Se manca, andiamo da nessuna parte. Personalmente cerco di mantenere una buona interazione con il territorio, con i colleghi degli altri ospedali nonché dell’Endocrinologia dell’adulto (perché i bambini cresceranno e le patologie croniche persisteranno per tutta la vita). Condizioni che per noi sono semplici da gestire possono rappresentare un macigno per la famiglia. È quindi fondamentale che i diversi attori del percorso parlino la stessa lingua, ognuno per le proprie competenze specifiche, evitando inutili attacchi di panico e inutili viaggi della speranza per condizioni tranquillamente gestibili con le nostre risorse.
Lei è anche un pediatra, oltre che un endocrinologo. Quali sono le priorità dell’assistenza pediatrica in Calabria? In che modo potrebbe essere migliorata?

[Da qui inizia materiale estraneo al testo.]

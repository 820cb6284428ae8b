//! Cycles-per-minute derived from the extended end-stop history.

use twin_core::{AggregatePoint, HistoryQuery};

use crate::source::{LiveSource, SourceError};

/// The extended end-stop facet; one rising edge is one completed stroke.
pub const CPM_FACET: &str = "S2";
pub const CPM_WINDOW_MS: i64 = 60_000;

/// Counts low-to-high transitions. A series that starts high does not count
/// its first sample as an edge.
pub fn count_rising_edges(points: &[AggregatePoint]) -> usize {
    let mut ordered: Vec<&AggregatePoint> = points.iter().collect();
    ordered.sort_by_key(|point| point.ts);
    ordered
        .windows(2)
        .filter(|pair| pair[0].value <= 0.5 && pair[1].value > 0.5)
        .count()
}

pub async fn cycles_per_minute(
    source: &dyn LiveSource,
    actuator_id: &str,
    now_ms: i64,
) -> Result<f64, SourceError> {
    let query = HistoryQuery {
        actuator_id: actuator_id.to_string(),
        facet: CPM_FACET.to_string(),
        since_ms: now_ms - CPM_WINDOW_MS,
        ascending: true,
    };
    let points = source.history(&query).await?;
    let edges = count_rising_edges(&points) as f64;
    Ok(edges * 60_000.0 / CPM_WINDOW_MS as f64)
}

Pediatra, prima di tutto; l’Endocrinologia pediatrica è una mia passione. La risposta alla sua domanda sarebbe lunga e complessa. La sezione calabrese della Società italiana di Pediatria ha prodotto a riguardo un documento tecnico molto articolato, con tutta una serie di proposte condivise da pediatri ospedalieri e territoriali, inviata alle istituzioni preposte circa un anno fa. Personalmente, ma è solo una mia considerazione, credo che il nodo sia mantenere in efficienza l’esistente, tanto negli ospedali quanto sul territorio. Il principale ostacolo, come sappiamo, è il reclutamento del personale, soprattutto in ambiente ospedaliero ed ancor di più in quegli ospedali periferici, i cosiddetti Spoke. La situazione riguarda certamente tutto il territorio nazionale; in Calabria è stata ulteriormente aggravata dagli anni di commissariamento e blocco del turnover, che hanno visto emigrare tanti specialisti di tutte le branche, i quali non hanno più fatto ritorno. Riguardo a possibili ritorni in patria, le riporto le classiche domande che i colleghi più giovani di me mi rivolgono quando c’è un concorso alle porte: “Quanti siete? Quante unità mancano? Quante notti o festivi fate? Quanti infermieri avete? C’è possibilità di crescita professionale?”».